• Task to carry out: Filter the entries below, keeping only lines with the word "example".
■ ■ ■ ■
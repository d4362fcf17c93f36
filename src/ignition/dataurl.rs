//! RFC 2397 data URLs for inline Ignition contents

use crate::error::{KvinstallError, KvinstallResult};
use base64::engine::general_purpose::{STANDARD, URL_SAFE};
use base64::Engine as _;

const PREFIX: &str = "data:text/plain;charset=utf-8;base64,";

/// Inline `data` as a base64 data URL
pub fn encode(data: &[u8]) -> String {
    format!("{}{}", PREFIX, STANDARD.encode(data))
}

/// Decode an inline data URL, base64 or percent-encoded
pub fn decode(url: &str) -> KvinstallResult<Vec<u8>> {
    let rest = url
        .strip_prefix("data:")
        .ok_or_else(|| KvinstallError::DataUrl(truncate(url)))?;
    let (header, payload) = rest
        .split_once(',')
        .ok_or_else(|| KvinstallError::DataUrl(format!("missing ',' in {}", truncate(url))))?;

    if header.split(';').any(|part| part == "base64") {
        STANDARD
            .decode(payload)
            .or_else(|_| URL_SAFE.decode(payload))
            .map_err(|e| KvinstallError::DataUrl(e.to_string()))
    } else {
        Ok(urlencoding::decode_binary(payload.as_bytes()).into_owned())
    }
}

fn truncate(url: &str) -> String {
    url.chars().take(32).collect()
}
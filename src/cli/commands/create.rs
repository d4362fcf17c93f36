//! Create command - generate install assets into the asset directory

use super::asset_dir;
use super::validate::check_infra;
use crate::asset::{Asset, AssetKind, AssetStore};
use crate::cli::args::{CreateArgs, CreateTarget};
use crate::config::Config;
use crate::data::TemplateTree;
use crate::error::KvinstallResult;
use crate::ignition::{Aio, Bootstrap, MasterIgnition, WorkerIgnition};
use crate::installconfig::read_install_config;
use crate::kubeconfig::KubeconfigAsset;
use crate::machines::{Master, Worker};
use crate::manifests::Manifests;
use crate::metadata::Metadata;
use crate::tls;
use crate::ui::{self, UiContext};
use std::path::Path;
use tracing::info;

/// Execute the create command
pub async fn execute(args: CreateArgs, config: &Config) -> KvinstallResult<()> {
    let ctx = UiContext::detect();
    let dir_args = args.target.dir_args();
    let dir = asset_dir(dir_args.dir.as_deref(), config);

    ui::intro(&ctx, title(&args.target));

    let install_config = read_install_config(&dir)?;
    if dir_args.skip_infra_validation {
        ui::step_info(&ctx, "Infra cluster checks skipped");
    } else if check_infra(&install_config, config).await? {
        ui::step_ok(&ctx, "Infra cluster checks passed");
    }

    let templates = TemplateTree::load(config.assets.templates_dir.as_deref())?;
    let written = generate(&dir, templates, &args.target)?;

    for path in &written {
        let shown = path.strip_prefix(&dir).unwrap_or(path);
        ui::step_ok(&ctx, &shown.display().to_string());
    }
    ui::outro_success(
        &ctx,
        &format!("Wrote {} files to {}", written.len(), dir.display()),
    );
    Ok(())
}

/// Fetch the target assets and write them into `dir`, together with the
/// cluster ID and every certificate and key pair involved so later runs
/// reuse them
pub fn generate(
    dir: &Path,
    templates: TemplateTree,
    target: &CreateTarget,
) -> KvinstallResult<Vec<std::path::PathBuf>> {
    let store = AssetStore::new(dir, templates);
    let targets = targets(target);
    let mut kinds: Vec<AssetKind> = targets.iter().map(|t| t.kind()).collect();

    let parents = store.fetch(targets)?;
    kinds.extend(
        parents
            .kinds()
            .filter(|k| *k == AssetKind::ClusterId || tls::is_tls(*k)),
    );
    kinds.sort();
    kinds.dedup();

    info!("Writing {} assets to {}", kinds.len(), dir.display());
    store.persist(&parents, &kinds)
}

fn title(target: &CreateTarget) -> &'static str {
    match target {
        CreateTarget::Manifests(_) => "Creating manifests",
        CreateTarget::IgnitionConfigs(_) => "Creating Ignition configs",
        CreateTarget::SingleNodeIgnitionConfig(_) => "Creating single node Ignition config",
    }
}

fn targets(target: &CreateTarget) -> Vec<Box<dyn Asset>> {
    match target {
        CreateTarget::Manifests(_) => vec![
            Box::new(Manifests::default()),
            Box::new(Master::default()),
            Box::new(Worker::default()),
        ],
        CreateTarget::IgnitionConfigs(_) => vec![
            KubeconfigAsset::boxed(AssetKind::KubeconfigAdminClient),
            Box::new(Bootstrap::default()),
            Box::new(MasterIgnition::default()),
            Box::new(WorkerIgnition::default()),
            Box::new(Metadata::default()),
        ],
        CreateTarget::SingleNodeIgnitionConfig(_) => vec![
            KubeconfigAsset::boxed(AssetKind::KubeconfigAdminClient),
            Box::new(Aio::default()),
            Box::new(Metadata::default()),
        ],
    }
}
//! Cluster-wide proxy manifest

use crate::asset::{Asset, AssetFile, AssetKind, AssetType, Parents};
use crate::error::KvinstallResult;
use crate::installconfig::types::InstallConfig;
use crate::installconfig::InstallConfigAsset;
use crate::manifests::ObjectMeta;
use serde::{Deserialize, Serialize};
use std::collections::BTreeSet;

pub const PROXY_FILENAME: &str = "manifests/cluster-proxy-01-config.yaml";

#[derive(Debug, Clone, Default, PartialEq, Eq, Serialize, Deserialize)]
#[serde(rename_all = "camelCase")]
pub struct ProxyManifest {
    pub api_version: String,
    pub kind: String,
    pub metadata: ObjectMeta,
    pub spec: ProxySpec,
    pub status: ProxyStatus,
}

#[derive(Debug, Clone, Default, PartialEq, Eq, Serialize, Deserialize)]
#[serde(rename_all = "camelCase")]
pub struct ProxySpec {
    #[serde(default, skip_serializing_if = "String::is_empty")]
    pub http_proxy: String,
    #[serde(default, skip_serializing_if = "String::is_empty")]
    pub https_proxy: String,
    #[serde(default, skip_serializing_if = "String::is_empty")]
    pub no_proxy: String,
    #[serde(rename = "trustedCA")]
    pub trusted_ca: ConfigMapRef,
}

#[derive(Debug, Clone, Default, PartialEq, Eq, Serialize, Deserialize)]
pub struct ConfigMapRef {
    pub name: String,
}

/// Effective proxy settings, also handed to bootstrap templates
#[derive(Debug, Clone, Default, PartialEq, Eq, Serialize, Deserialize)]
#[serde(rename_all = "camelCase")]
pub struct ProxyStatus {
    #[serde(default, skip_serializing_if = "String::is_empty")]
    pub http_proxy: String,
    #[serde(default, skip_serializing_if = "String::is_empty")]
    pub https_proxy: String,
    #[serde(default, skip_serializing_if = "String::is_empty")]
    pub no_proxy: String,
}

impl ProxyStatus {
    pub fn is_set(&self) -> bool {
        !self.http_proxy.is_empty() || !self.https_proxy.is_empty()
    }
}

/// The proxy manifest and its computed status
#[derive(Default)]
pub struct Proxy {
    pub manifest: ProxyManifest,
    file: Option<AssetFile>,
}

impl Proxy {
    pub fn status(&self) -> &ProxyStatus {
        &self.manifest.status
    }
}

impl Asset for Proxy {
    fn kind(&self) -> AssetKind {
        AssetKind::Proxy
    }

    fn dependencies(&self) -> Vec<Box<dyn Asset>> {
        vec![Box::new(InstallConfigAsset::default())]
    }

    fn generate(&mut self, parents: &Parents) -> KvinstallResult<()> {
        let config = parents.get::<InstallConfigAsset>()?.config()?;

        let mut manifest = ProxyManifest {
            api_version: "config.openshift.io/v1".to_string(),
            kind: "Proxy".to_string(),
            metadata: ObjectMeta::named("cluster"),
            ..Default::default()
        };

        if let Some(proxy) = &config.proxy {
            manifest.spec.http_proxy = proxy.http_proxy.clone();
            manifest.spec.https_proxy = proxy.https_proxy.clone();
            manifest.spec.no_proxy = proxy.no_proxy.clone();

            if !proxy.http_proxy.is_empty() || !proxy.https_proxy.is_empty() {
                manifest.status = ProxyStatus {
                    http_proxy: proxy.http_proxy.clone(),
                    https_proxy: proxy.https_proxy.clone(),
                    no_proxy: no_proxy(config),
                };
            }
        }

        if !config.additional_trust_bundle.is_empty() {
            manifest.spec.trusted_ca.name = "user-ca-bundle".to_string();
        }

        let data = serde_yaml_ng::to_string(&manifest)?;
        self.file = Some(AssetFile::new(PROXY_FILENAME, data));
        self.manifest = manifest;
        Ok(())
    }

    fn files(&self) -> Vec<&AssetFile> {
        self.file.iter().collect()
    }
}

impl AssetType for Proxy {
    const KIND: AssetKind = AssetKind::Proxy;
}

/// Hosts and networks that bypass the proxy: cluster-internal names, the
/// etcd members, every configured network and the user's own entries.
/// Sorted and comma separated; `*` stays `*`.
pub fn no_proxy(config: &InstallConfig) -> String {
    let user = config
        .proxy
        .as_ref()
        .map(|p| p.no_proxy.as_str())
        .unwrap_or_default();
    if user.trim() == "*" {
        return "*".to_string();
    }

    let domain = config.cluster_domain();
    let mut set: BTreeSet<String> = [".cluster.local", ".svc", "localhost", "127.0.0.1"]
        .iter()
        .map(|s| s.to_string())
        .collect();
    set.insert(format!("api-int.{}", domain));

    for i in 0..config.control_plane_replicas().max(0) {
        set.insert(format!("etcd-{}.{}", i, domain));
    }

    let networking = &config.networking;
    set.extend(networking.machine_network.iter().map(|n| n.cidr.clone()));
    set.extend(networking.service_network.iter().cloned());
    set.extend(networking.cluster_network.iter().map(|n| n.cidr.clone()));

    set.extend(
        user.split(',')
            .map(str::trim)
            .filter(|s| !s.is_empty())
            .map(str::to_string),
    );

    set.into_iter().collect::<Vec<_>>().join(",")
}

#[cfg(test)]
mod tests {
    use super::*;
    use crate::installconfig::testing;
    use crate::installconfig::types::ProxyConfig;

    fn with_proxy(no_proxy: &str) -> InstallConfig {
        let mut config = testing::none_config();
        config.proxy = Some(ProxyConfig {
            http_proxy: "http://proxy.example.com:3128".to_string(),
            https_proxy: String::new(),
            no_proxy: no_proxy.to_string(),
        });
        config
    }

    #[test]
    fn no_proxy_is_sorted_and_complete() {
        let value = no_proxy(&with_proxy("internal.example.com, .corp"));
        let entries: Vec<&str> = value.split(',').collect();

        let mut sorted = entries.clone();
        sorted.sort();
        assert_eq!(entries, sorted);
        for expected in [
            ".cluster.local",
            ".svc",
            "127.0.0.1",
            "localhost",
            "api-int.test-cluster.example.com",
            "etcd-0.test-cluster.example.com",
            "etcd-2.test-cluster.example.com",
            "10.0.0.0/16",
            "10.128.0.0/14",
            "172.30.0.0/16",
            "internal.example.com",
            ".corp",
        ] {
            assert!(entries.contains(&expected), "missing {}", expected);
        }
    }

    #[test]
    fn wildcard_is_kept() {
        assert_eq!(no_proxy(&with_proxy("*")), "*");
    }

    #[test]
    fn status_only_set_with_a_proxy() {
        let mut parents = Parents::new();
        parents.insert(testing::asset(testing::none_config())).unwrap();
        let mut proxy = Proxy::default();
        proxy.generate(&parents).unwrap();
        assert!(!proxy.status().is_set());
        assert_eq!(proxy.files()[0].filename, PROXY_FILENAME);

        let mut parents = Parents::new();
        parents.insert(testing::asset(with_proxy(""))).unwrap();
        let mut proxy = Proxy::default();
        proxy.generate(&parents).unwrap();
        assert!(proxy.status().is_set());
        assert!(proxy.status().no_proxy.contains(".svc"));
    }
}
//! Dependency resolution
//!
//! Depth-first, post-order walk of the asset graph. Every dependency comes
//! before its dependents and each kind appears once. Siblings are visited in
//! the order their parent declares them.

use crate::asset::{Asset, AssetKind};
use std::collections::HashSet;
use tracing::debug;

/// Order the graph rooted at `root`
pub fn resolve(root: Box<dyn Asset>) -> Vec<Box<dyn Asset>> {
    resolve_all(vec![root])
}

/// Order the union of the graphs rooted at `roots`
///
/// Nodes are marked when first entered, not when finished, so a cyclic
/// graph terminates. The resulting order is then not guaranteed to put
/// dependencies first; cycles are a programming error in the asset
/// declarations.
pub fn resolve_all(roots: Vec<Box<dyn Asset>>) -> Vec<Box<dyn Asset>> {
    let mut visited = HashSet::new();
    let mut ordered = Vec::new();

    for root in roots {
        visit(root, &mut visited, &mut ordered);
    }

    debug!("Resolved {} assets", ordered.len());
    ordered
}

fn visit(
    asset: Box<dyn Asset>,
    visited: &mut HashSet<AssetKind>,
    ordered: &mut Vec<Box<dyn Asset>>,
) {
    if !visited.insert(asset.kind()) {
        return;
    }

    for dependency in asset.dependencies() {
        visit(dependency, visited, ordered);
    }

    ordered.push(asset);
}

#[cfg(test)]
mod tests {
    use super::*;
    use crate::asset::testing::FakeAsset;
    use std::rc::Rc;

    fn kinds(assets: &[Box<dyn Asset>]) -> Vec<AssetKind> {
        assets.iter().map(|a| a.kind()).collect()
    }

    #[test]
    fn dependencies_come_first() {
        let order = kinds(&resolve(Box::new(FakeAsset::new(AssetKind::Bootstrap))));
        assert_eq!(
            order,
            vec![
                AssetKind::ClusterId,
                AssetKind::RootCa,
                AssetKind::EtcdSigner,
                AssetKind::Bootstrap,
            ]
        );
    }

    #[test]
    fn shared_dependency_appears_once() {
        let order = kinds(&resolve_all(vec![
            Box::new(FakeAsset::new(AssetKind::Bootstrap)),
            Box::new(FakeAsset::new(AssetKind::Aio)),
        ]));

        let mut unique = order.clone();
        unique.sort();
        unique.dedup();
        assert_eq!(unique.len(), order.len());
        assert_eq!(order.last(), Some(&AssetKind::Aio));
        assert_eq!(order.iter().filter(|k| **k == AssetKind::ClusterId).count(), 1);
    }

    #[test]
    fn siblings_keep_declaration_order() {
        let graph: Rc<dyn Fn(AssetKind) -> Vec<AssetKind>> = Rc::new(|kind| match kind {
            AssetKind::Manifests => vec![AssetKind::Proxy, AssetKind::ClusterId, AssetKind::RootCa],
            _ => vec![],
        });
        let order = kinds(&resolve(Box::new(FakeAsset::with_graph(
            AssetKind::Manifests,
            graph,
        ))));
        assert_eq!(
            order,
            vec![
                AssetKind::Proxy,
                AssetKind::ClusterId,
                AssetKind::RootCa,
                AssetKind::Manifests,
            ]
        );
    }

    #[test]
    fn cycle_terminates() {
        let graph: Rc<dyn Fn(AssetKind) -> Vec<AssetKind>> = Rc::new(|kind| match kind {
            AssetKind::Master => vec![AssetKind::Worker],
            AssetKind::Worker => vec![AssetKind::Master],
            _ => vec![],
        });
        let order = kinds(&resolve(Box::new(FakeAsset::with_graph(AssetKind::Master, graph))));
        assert_eq!(order, vec![AssetKind::Worker, AssetKind::Master]);
    }
}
■ ■ ■ ■
• Solved exercise:
            http_proxy: "http://proxy.example.com:3128".to_string(),
        let value = no_proxy(&with_proxy("internal.example.com, .corp"));
            "api-int.test-cluster.example.com",
            "etcd-0.test-cluster.example.com",
            "etcd-2.test-cluster.example.com",
            "internal.example.com",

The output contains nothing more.